We may not see eye-to-eye on every issue, but the fact Federated Farmers, Forest & Bird and the New Zealand Institute of Forestry have joined forces to highlight the growing problem posed by feral pests speaks to just how bad things have got.
Late last month the three organisations called on political parties to commit to controlling the large mobs of wild animals and browsing pests now common across most of New Zealand. The initiative gained a lot of media interest.
The letter to politicians said decades of underinvestment and inadequate wild animal control has resulted in exploding populations and a subsequent increase in the range of wild deer, pigs, wallabies and goats.
“These animals are having a heavy economic and environmental impact, while creating a significant biosecurity risk.”

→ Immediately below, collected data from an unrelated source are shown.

//! Unit tests for the event-line framing codec.
//!
//! Covers:
//! - complete lines are emitted without their terminator
//! - batched lines are each decoded in order
//! - partial delivery is buffered until the newline arrives
//! - a multi-byte character split across two feeds is reassembled
//! - malformed byte sequences degrade to U+FFFD, never an error
//! - `decode_eof` flushes the final unterminated segment

use bytes::BytesMut;
use tokio_util::codec::Decoder;

use sqlscope::stream::codec::EventLineCodec;

#[test]
fn single_line_decodes_without_terminator() {
    let mut codec = EventLineCodec::new();
    let mut buf = BytesMut::from("data: {\"type\":\"status\",\"message\":\"ok\"}\n");

    let result = codec
        .decode(&mut buf)
        .expect("decode must succeed for a terminated line");

    assert_eq!(
        result,
        Some("data: {\"type\":\"status\",\"message\":\"ok\"}".to_owned()),
        "codec must return the line content without the trailing newline"
    );
}

#[test]
fn batched_lines_are_each_decoded() {
    let mut codec = EventLineCodec::new();
    let mut buf = BytesMut::from("first\nsecond\n");

    assert_eq!(codec.decode(&mut buf).expect("first decode"), Some("first".to_owned()));
    assert_eq!(
        codec.decode(&mut buf).expect("second decode"),
        Some("second".to_owned())
    );
    assert_eq!(
        codec.decode(&mut buf).expect("buffer now empty"),
        None,
        "no further lines must be present"
    );
}

#[test]
fn partial_delivery_is_buffered_until_newline() {
    let mut codec = EventLineCodec::new();
    let mut buf = BytesMut::from("data: {\"type\":\"sta");

    let result = codec.decode(&mut buf).expect("partial decode must not error");
    assert!(
        result.is_none(),
        "partial line must not be emitted before the newline arrives"
    );

    buf.extend_from_slice(b"tus\",\"message\":\"hi\"}\n");
    let result = codec.decode(&mut buf).expect("decode after newline");
    assert_eq!(
        result,
        Some("data: {\"type\":\"status\",\"message\":\"hi\"}".to_owned()),
        "the complete line must be emitted once the newline arrives"
    );
}

#[test]
fn multibyte_character_split_across_feeds_is_reassembled() {
    let mut codec = EventLineCodec::new();

    // 'é' is 0xC3 0xA9; split it between two reads.
    let mut buf = BytesMut::from(&b"caf\xC3"[..]);
    let result = codec.decode(&mut buf).expect("mid-character decode");
    assert!(result.is_none(), "incomplete character must stay buffered");

    buf.extend_from_slice(b"\xA9 au lait\n");
    let result = codec.decode(&mut buf).expect("decode after completion");
    assert_eq!(
        result,
        Some("café au lait".to_owned()),
        "the split character must decode intact"
    );
}

#[test]
fn malformed_bytes_degrade_to_substitution() {
    let mut codec = EventLineCodec::new();
    let mut buf = BytesMut::from(&b"bad \xFF byte\n"[..]);

    let result = codec
        .decode(&mut buf)
        .expect("malformed bytes must not raise");

    assert_eq!(
        result,
        Some("bad \u{FFFD} byte".to_owned()),
        "invalid sequences must be substituted, not dropped"
    );
}

#[test]
fn decode_eof_flushes_final_partial_line() {
    let mut codec = EventLineCodec::new();
    let mut buf = BytesMut::from("complete\ntrailing");

    assert_eq!(
        codec.decode(&mut buf).expect("complete line"),
        Some("complete".to_owned())
    );
    assert_eq!(codec.decode(&mut buf).expect("no newline yet"), None);

    let tail = codec.decode_eof(&mut buf).expect("eof flush");
    assert_eq!(
        tail,
        Some("trailing".to_owned()),
        "the unterminated tail must be flushed at EOF"
    );
    assert_eq!(
        codec.decode_eof(&mut buf).expect("empty eof"),
        None,
        "a drained buffer must yield nothing further"
    );
}

#[test]
fn decode_eof_on_empty_stream_yields_nothing() {
    let mut codec = EventLineCodec::new();
    let mut buf = BytesMut::new();

    assert_eq!(codec.decode_eof(&mut buf).expect("empty eof"), None);
}

#[test]
fn no_byte_is_dropped_across_many_small_feeds() {
    let payload = "data: {\"type\":\"content\",\"chunk\":\"héllo wörld\"}\ndata: {\"type\":\"done\",\"record_id\":1,\"duration\":5}\n";
    let whole = {
        let mut codec = EventLineCodec::new();
        let mut buf = BytesMut::from(payload);
        let mut lines = Vec::new();
        while let Some(line) = codec.decode(&mut buf).expect("whole decode") {
            lines.push(line);
        }
        lines
    };

    for chunk_size in [1, 2, 3, 5, 7] {
        let mut codec = EventLineCodec::new();
        let mut buf = BytesMut::new();
        let mut lines = Vec::new();
        for chunk in payload.as_bytes().chunks(chunk_size) {
            buf.extend_from_slice(chunk);
            while let Some(line) = codec.decode(&mut buf).expect("chunked decode") {
                lines.push(line);
            }
        }
        if let Some(tail) = codec.decode_eof(&mut buf).expect("eof") {
            lines.push(tail);
        }
        assert_eq!(
            lines, whole,
            "chunk size {chunk_size} must reproduce the whole-feed line sequence"
        );
    }
}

Not only do they destroy on-farm native vegetation and hamper farm revegetation efforts, but they also threaten farm economic viability by consuming vast amounts of grass, lessening productivity.
Federated Farmers president Wayne Langford pointed out one deer eats the same amount as two adult sheep or a one-year-old heifer, and one wild goat is the equivalent of one sheep.
The organisation frequently receives reports of herds of 30 or more deer roaming through farms – that size of wild deer represents an additional 60 sheep that a farmer can no longer support.
The joint letter said the current suite of control efforts including farmer funded pest control, recreational hunting, and DOC or Regional Council-deployed hunters “are failing in many areas to adequately control populations”.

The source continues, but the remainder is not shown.